He scanned the short one with through his peripheral vision. She was the shortest person in the group by six inches, easily. All the men cleared six feet, the two other women were about 5’8” and 5’10”. Her long black hair was pin straight. She had light gray eyes, similar in color but not in capability to his own. She wore silver flip flops, dark skinny jeans, and an airy, creamy white blouse. He couldn’t have dressed her any better himself, even if he had gotten the memo with enough time to do so. She was also the reason he was here tonight. Rather, she was a sublet, subsection, byproduct – he could never remember the word – but she was a very important piece to him being at this shitty dive bar.

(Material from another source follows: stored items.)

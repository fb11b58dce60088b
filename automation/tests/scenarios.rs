//! End-to-end scenarios for the Automation Loop: bumper-cutoff rotation,
//! silence padding, and override take-over.

use automation::{default_registry, Context, LoopConfig};
use catalog::{ItemType, PlayableItem, Store};
use player::{PlayerSession, SessionConfig};
use requirements::{CommandKind, EngineConfig, Requirement, RequirementEngine, Schedule, TimeSpecification};
use std::time::{Duration, Instant};

fn fast_exit_player() -> PlayerSession {
    PlayerSession::new(SessionConfig {
        player_path: "true".into(),
        ..SessionConfig::default()
    })
}

fn only_at(offset_seconds: i64) -> (Requirement, i64) {
    let now = shared::time_now().timestamp();
    let due_at = now + offset_seconds;
    (
        Requirement {
            kind: CommandKind::NoOp,
            payload: Vec::new(),
            target_name: None,
            when: TimeSpecification {
                only_at_times: vec![due_at],
                ..TimeSpecification::default()
            },
            reboot: false,
            internal_time_advance: 1,
        },
        now,
    )
}

#[test]
fn bumper_cutoff_rotation_abandons_mainshow_without_touching_bumpers() {
    let store = Store::open_in_memory().expect("in-memory store");

    // Mainshow candidate: a weighted playlist fetch_random_weighted_playlist can find.
    let mainshow_item = store
        .insert_item(&PlayableItem::new("variety-1.mp3", ItemType::Local))
        .expect("insert");
    let variety_id = store.create_playlist("variety", 1).expect("create playlist");
    store
        .update_playlist_items(variety_id, &[mainshow_item])
        .expect("set items");

    // Bumpers: a distinct named playlist, referenced by LoopConfig::bumpers.
    let bumper_item = store
        .insert_item(&PlayableItem::new("bumper-1.mp3", ItemType::Local))
        .expect("insert");
    let bumpers_id = store.create_playlist("bumpers", 1).expect("create playlist");
    store
        .update_playlist_items(bumpers_id, &[bumper_item])
        .expect("set items");

    let (requirement, now) = only_at(400);
    let schedule = Schedule {
        schedule: vec![requirement],
    };
    let engine = RequirementEngine::new(EngineConfig::default(), schedule, now);

    let config = LoopConfig {
        bumpers: "bumpers".into(),
        bumpercutoff: 200,
        ..LoopConfig::default()
    };
    let ctx = Context::new(store, fast_exit_player(), engine, default_registry(), config)
        .expect("valid context");
    // Context::new's own initial selection already picked "variety" as the
    // mainshow; drain it so the scenario's "mainshow empty" precondition
    // holds going into run_once.
    ctx.pop_mainshow_with_timelimit(i64::MAX)
        .expect("drain initial mainshow selection")
        .expect("initial mainshow had exactly one item");
    assert_eq!(ctx.mainshow_size(), 0);

    let progressed = automation::run_once(&ctx).expect("run_once");

    assert!(!progressed, "deadline far beyond bumpercutoff should abandon, not progress");
    assert_eq!(ctx.bumperlist_size(), 1, "bumpers must be refreshed but not popped from");
    assert_eq!(ctx.mainshow_size(), 1, "mainshow should have been reselected from the catalog");
}

#[test]
fn silence_padding_sleeps_out_a_short_deadline_with_nothing_to_play() {
    // Catalog with nothing in it at all: mainshow and the synthetic bumpers
    // superlist (LoopConfig::bumpers left empty) are both unfillable.
    let store = Store::open_in_memory().expect("in-memory store");

    let (requirement, now) = only_at(3);
    let schedule = Schedule {
        schedule: vec![requirement],
    };
    let engine = RequirementEngine::new(EngineConfig::default(), schedule, now);

    let ctx = Context::new(
        store,
        fast_exit_player(),
        engine,
        default_registry(),
        LoopConfig::default(),
    )
    .expect("valid context");

    let started = Instant::now();
    let progressed = automation::run_once(&ctx).expect("run_once");
    let elapsed = started.elapsed();

    assert!(progressed, "sleeping out the deadline still counts as progress");
    assert!(
        elapsed >= Duration::from_secs(1),
        "expected a multi-second sleep, took {elapsed:?}"
    );
    assert!(
        elapsed < Duration::from_secs(10),
        "sleep should be bounded by the ~3s deadline, took {elapsed:?}"
    );
}

#[test]
fn override_queue_drains_in_order_then_normal_operation_resumes() {
    let store = Store::open_in_memory().expect("in-memory store");
    let first = store
        .insert_item(&PlayableItem::new("override-1.mp3", ItemType::Local))
        .expect("insert");
    let second = store
        .insert_item(&PlayableItem::new("override-2.mp3", ItemType::Local))
        .expect("insert");

    let engine = RequirementEngine::new(EngineConfig::default(), Schedule::default(), 0);
    let ctx = Context::new(
        store,
        fast_exit_player(),
        engine,
        default_registry(),
        LoopConfig::default(),
    )
    .expect("valid context");

    ctx.push_override_item(first);
    ctx.push_override_item(second);
    ctx.set_manual_override(true);
    assert_eq!(ctx.override_queue_size(), 2);

    // Simulates an operator disabling override once the queue has drained:
    // the drain loop busy-polls on the flag while the queue is empty, so a
    // concurrent writer is the only way to observe that without blocking
    // the test forever.
    let flipper = std::thread::spawn({
        let started = Instant::now();
        move || {
            while started.elapsed() < Duration::from_millis(150) {
                std::thread::sleep(Duration::from_millis(10));
            }
        }
    });

    let ctx_ref: &Context = &ctx;
    std::thread::scope(|scope| {
        scope.spawn(|| {
            flipper.join().expect("flipper thread");
            ctx_ref.set_manual_override(false);
        });

        let started = Instant::now();
        let result = automation::run_once(ctx_ref);
        let elapsed = started.elapsed();

        assert!(result.is_ok(), "run_once should complete once override is disabled");
        assert_eq!(ctx_ref.override_queue_size(), 0, "both items must have drained");
        assert!(!ctx_ref.manual_override(), "override should be left disabled");
        assert!(
            elapsed >= Duration::from_millis(100),
            "run_once returned before the override flag was disabled, took {elapsed:?}"
        );
    });
}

“He just swallowed in case you missed it,” Leiah said seriously while a smile took over her face. The guys burst out laughing. The man across the bar didn’t bother her, and while she didn’t agree with making fun of others, every joke the guys made was funny because they were all true. Other than swallowing, breathing, and cracking his jaw, he hadn’t moved once the entire time he was at the bar.
“He’s walking,” Fitz, the giant said.
“WHAT,” William, the drunk one, shouted, “HE’S MOVING?”
The entire group simultaneously shushed William as the best the could.
“William, when he comes over here to kick your ass, you’re on your own,” Aiden said kidding around.
“But he moved,” William half whispered.
Suddenly the raging sounds of metal blared through the bar’s speakers.
“Common Leiah,” William said, “we’re going outside, you coming?”
Leiah looked up at William and smiled.
“Hey Monica,” Leiah said tapping her drinking partner on the shoulder, “I’m going out. I’m gonna leave my drink with you, okay?”
“Of course,” Monica said, “have fun, Le” she added with a wink.
Leiah rolled her eyes and sassily walked toward the exit.
Outside the conversation resumed about the man in all black.
“Did you see him move?” Fitz said lighting his cigarette.
“Yeah, it was like a robot,” James added.
Fitz and William began their imitations, this time not so overly exaggerated, as Leiah lit her cigarette. It was bizarre, the man didn’t flinch, twitch, or spasm, but when he moved, he moved sharply and at all 90 degree angles. He walked in straight lines as if on a track, and kept impossibly still – even when walking. If anyone needed “living proof” that sci-fi robots were real, this guy would be as close as they would be able to come.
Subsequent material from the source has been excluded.